Federal Courts Plot Out How They’ll Decide To Reopen

The federal courts will rely on data from public health officials to gauge the severity of the COVID-19 pandemic in their individual jurisdictions and determine how quickly to restore operations, the Administrative Office of the U.S. Courts said in guidelines issued Monday.

Courts should follow a four-phase process for returning operations to how they were before the novel coronavirus tore through the U.S. and upended life, the federal agency said, advising courts to use data from state and local officials and from the Centers for Disease Control and Prevention in deciding whether to gradually reopen or to leave things as they are.

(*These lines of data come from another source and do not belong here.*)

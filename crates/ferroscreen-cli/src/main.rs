mod cli;
mod commands;
mod error;
mod output;

use clap::Parser;
use std::process::ExitCode;
use tracing_subscriber::EnvFilter;

use crate::cli::Cli;
use crate::error::CliError;

#[tokio::main]
async fn main() -> ExitCode {
    init_tracing();

    match run().await {
        Ok(()) => ExitCode::SUCCESS,
        Err(error) => {
            match &error {
                CliError::Screen(screen) => match screen.forwardable_message() {
                    Some(message) => eprintln!("upstream error: {message}"),
                    None => eprintln!("error: {error}"),
                },
                _ => eprintln!("error: {error}"),
            }
            ExitCode::from(error.exit_code())
        }
    }
}

async fn run() -> Result<(), CliError> {
    let cli = Cli::parse();
    let value = commands::run(&cli).await?;
    output::render(&value, cli.format, cli.pretty)
}

/// Logs go to stderr so stdout carries only the JSON result.
fn init_tracing() {
    let filter = EnvFilter::try_from_default_env().unwrap_or_else(|_| EnvFilter::new("info"));
    tracing_subscriber::fmt()
        .with_env_filter(filter)
        .with_writer(std::io::stderr)
        .with_target(false)
        .init();
}
//! Batched, bounded-concurrency fetching of one dataset.
//!
//! Stock codes are split into fixed-size batches. Each batch runs as its own
//! task behind a semaphore holding `max_workers` permits, and results are
//! reassembled in batch order no matter which task finished first.

use std::collections::HashSet;
use std::sync::Arc;

use futures::future::join_all;
use serde_json::{json, Value};
use thiserror::Error;
use tokio::sync::Semaphore;
use tracing::{info, warn};

use crate::config::{ScreenerConfig, DEFAULT_BATCH_SIZE, DEFAULT_MAX_WORKERS};
use crate::dataset::{RecordSet, StockRecord};
use crate::upstream::{records_from_response, UpstreamClient, UpstreamError};

/// Why a single batch produced no records.
#[derive(Debug, Error, Clone, PartialEq, Eq)]
pub enum BatchError {
    #[error(transparent)]
    Upstream(#[from] UpstreamError),

    #[error("batch task aborted: {0}")]
    Aborted(String),
}

#[derive(Debug, Error, Clone, PartialEq, Eq)]
pub enum FetchError {
    #[error("all {batch_count} batches failed; first failure: {source}")]
    AllBatchesFailed {
        batch_count: usize,
        #[source]
        source: BatchError,
    },
}

impl FetchError {
    pub fn upstream_message(&self) -> Option<&str> {
        match self {
            Self::AllBatchesFailed {
                source: BatchError::Upstream(error),
                ..
            } => error.upstream_message(),
            Self::AllBatchesFailed { .. } => None,
        }
    }
}

/// Outcome of one batch. A failed batch has no records and no missing codes.
#[derive(Debug, Clone, PartialEq)]
pub struct BatchResult {
    pub batch_index: usize,
    pub codes: Vec<String>,
    pub records: Vec<StockRecord>,
    pub missing: Vec<String>,
    pub error: Option<BatchError>,
}

impl BatchResult {
    fn failed(batch_index: usize, codes: Vec<String>, error: BatchError) -> Self {
        Self {
            batch_index,
            codes,
            records: Vec::new(),
            missing: Vec::new(),
            error: Some(error),
        }
    }

    pub fn is_failed(&self) -> bool {
        self.error.is_some()
    }
}

#[derive(Debug, Clone)]
pub struct BatchFetcher {
    client: UpstreamClient,
    token: String,
    batch_size: usize,
    max_workers: usize,
}

impl BatchFetcher {
    pub fn new(client: UpstreamClient, token: impl Into<String>) -> Self {
        Self {
            client,
            token: token.into(),
            batch_size: DEFAULT_BATCH_SIZE,
            max_workers: DEFAULT_MAX_WORKERS,
        }
    }

    pub fn from_config(client: UpstreamClient, config: &ScreenerConfig) -> Self {
        Self::new(client, config.token.clone())
            .with_batch_size(config.batch_size)
            .with_max_workers(config.max_workers)
    }

    pub fn with_batch_size(mut self, batch_size: usize) -> Self {
        self.batch_size = batch_size.max(1);
        self
    }

    pub fn with_max_workers(mut self, max_workers: usize) -> Self {
        self.max_workers = max_workers.max(1);
        self
    }

    /// Fetches `metrics` for every code at `date`, one upstream call per batch.
    ///
    /// Succeeds when at least one batch succeeds. Records from successful batches
    /// appear in batch order; failed batches are logged and contribute nothing.
    pub async fn fetch_all(
        &self,
        codes: &[String],
        date: &str,
        metrics: &[String],
        endpoint: &str,
    ) -> Result<RecordSet, FetchError> {
        if codes.is_empty() {
            return Ok(RecordSet::empty());
        }

        let batches: Vec<Vec<String>> = codes
            .chunks(self.batch_size.max(1))
            .map(<[String]>::to_vec)
            .collect();
        let batch_count = batches.len();
        let workers = self.max_workers.clamp(1, batch_count);

        info!(
            endpoint,
            date,
            codes = codes.len(),
            batches = batch_count,
            workers,
            "starting batch fetch"
        );

        let permits = Arc::new(Semaphore::new(workers));
        let mut handles = Vec::with_capacity(batch_count);
        for (batch_index, batch_codes) in batches.iter().enumerate() {
            let permits = Arc::clone(&permits);
            let client = self.client.clone();
            let endpoint = endpoint.to_owned();
            let batch_codes = batch_codes.clone();
            let payload = json!({
                "token": self.token,
                "stockCodes": batch_codes,
                "date": date,
                "metricsList": metrics,
            });

            handles.push(tokio::spawn(async move {
                let _permit = permits.acquire_owned().await;
                fetch_batch(&client, &endpoint, batch_index, batch_count, batch_codes, payload).await
            }));
        }

        let mut results: Vec<BatchResult> = join_all(handles)
            .await
            .into_iter()
            .zip(batches)
            .enumerate()
            .map(|(batch_index, (outcome, batch_codes))| {
                outcome.unwrap_or_else(|join_error| {
                    warn!(batch = batch_index + 1, error = %join_error, "batch task did not complete");
                    BatchResult::failed(
                        batch_index,
                        batch_codes,
                        BatchError::Aborted(join_error.to_string()),
                    )
                })
            })
            .collect();
        results.sort_by_key(|result| result.batch_index);

        reassemble(results, batch_count)
    }
}

async fn fetch_batch(
    client: &UpstreamClient,
    endpoint: &str,
    batch_index: usize,
    batch_count: usize,
    codes: Vec<String>,
    payload: Value,
) -> BatchResult {
    info!(
        batch = batch_index + 1,
        batches = batch_count,
        codes = codes.len(),
        "fetching batch"
    );

    let records = match client.request_json(endpoint, &payload).await {
        Ok(body) => records_from_response(body),
        Err(error) => Err(error),
    };

    match records {
        Ok(records) => {
            let missing = missing_codes(&codes, &records);
            if !missing.is_empty() {
                warn!(
                    batch = batch_index + 1,
                    missing = missing.len(),
                    codes = ?missing,
                    "batch returned fewer records than requested"
                );
            }
            info!(batch = batch_index + 1, records = records.len(), "batch complete");
            BatchResult {
                batch_index,
                codes,
                records,
                missing,
                error: None,
            }
        }
        Err(error) => {
            warn!(batch = batch_index + 1, error = %error, "batch failed");
            BatchResult::failed(batch_index, codes, BatchError::Upstream(error))
        }
    }
}

/// Requested codes absent from `records`, in request order.
fn missing_codes(requested: &[String], records: &[StockRecord]) -> Vec<String> {
    let received: HashSet<&str> = records.iter().filter_map(StockRecord::stock_code).collect();
    requested
        .iter()
        .filter(|code| !received.contains(code.as_str()))
        .cloned()
        .collect()
}

fn reassemble(results: Vec<BatchResult>, batch_count: usize) -> Result<RecordSet, FetchError> {
    let failed: Vec<&BatchResult> = results.iter().filter(|result| result.is_failed()).collect();

    if failed.len() == batch_count {
        let source = failed
            .first()
            .and_then(|result| result.error.clone())
            .unwrap_or_else(|| BatchError::Aborted(String::from("no batch results")));
        return Err(FetchError::AllBatchesFailed {
            batch_count,
            source,
        });
    }

    if !failed.is_empty() {
        let failed_batches: Vec<usize> = failed.iter().map(|result| result.batch_index + 1).collect();
        let failed_codes: Vec<&str> = failed
            .iter()
            .flat_map(|result| result.codes.iter().map(String::as_str))
            .collect();
        warn!(
            failed = failed.len(),
            batches = batch_count,
            failed_batches = ?failed_batches,
            failed_codes = ?failed_codes,
            "some batches failed"
        );
    }

    let mut data = Vec::new();
    let mut missing = Vec::new();
    for result in results {
        data.extend(result.records);
        missing.extend(result.missing);
    }

    if !missing.is_empty() {
        warn!(missing = missing.len(), codes = ?missing, "codes missing from upstream response");
    }
    info!(records = data.len(), batches = batch_count, "batch fetch complete");

    Ok(RecordSet::from_records(data))
}

#[cfg(test)]
mod tests {
    use super::*;
    use serde_json::json;

    fn record(code: &str) -> StockRecord {
        StockRecord::from_value(json!({ "stockCode": code })).expect("object")
    }

    fn success(batch_index: usize, codes: &[&str], returned: &[&str]) -> BatchResult {
        let codes: Vec<String> = codes.iter().map(|code| (*code).to_owned()).collect();
        let records: Vec<StockRecord> = returned.iter().map(|code| record(code)).collect();
        let missing = missing_codes(&codes, &records);
        BatchResult {
            batch_index,
            codes,
            records,
            missing,
            error: None,
        }
    }

    fn failure(batch_index: usize, message: &str) -> BatchResult {
        BatchResult::failed(
            batch_index,
            vec![format!("code-{batch_index}")],
            BatchError::Upstream(UpstreamError::Rejected {
                status: 400,
                message: message.to_owned(),
            }),
        )
    }

    #[test]
    fn missing_codes_preserve_request_order() {
        let requested: Vec<String> = ["a", "b", "c", "d"].iter().map(|c| (*c).to_owned()).collect();
        let missing = missing_codes(&requested, &[record("c"), record("a")]);

        assert_eq!(missing, vec!["b", "d"]);
    }

    #[test]
    fn reassembly_skips_failed_batches() {
        let results = vec![
            success(0, &["a", "b"], &["a", "b"]),
            failure(1, "bad batch"),
            success(2, &["e"], &["e"]),
        ];

        let set = reassemble(results, 3).expect("partial success");
        let codes: Vec<_> = set.data.iter().filter_map(StockRecord::stock_code).collect();
        assert_eq!(codes, vec!["a", "b", "e"]);
        assert_eq!(set.total, 3);
    }

    #[test]
    fn reassembly_reports_first_failure_when_everything_failed() {
        let error = reassemble(vec![failure(0, "first"), failure(1, "second")], 2)
            .expect_err("all failed");

        assert_eq!(error.upstream_message(), Some("first"));
    }
}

In the first phase laid out in the guidelines, courthouses are closed to the public, most employees are working remotely and most proceedings are postponed. In the second phase, additional court filings and proceedings may occur, and people not considered particularly vulnerable to the disease may physically return to work. In the third phase, courtrooms reopen and additional employees return to the office while individuals observe social distancing, wear masks and take other precautionary measures. And in the final phase, court operations return to “normal,” the agency said.

A group of chief judges and court executives are expected to develop protocols for how grand jury and trial jury proceedings can resume, the agency said.

“Issues such as testing potential jurors, social distancing considerations during jury assembly, voir dire, jury deliberations and many others are being considered,” James C. Duff, the agency’s director, said in a statement Monday.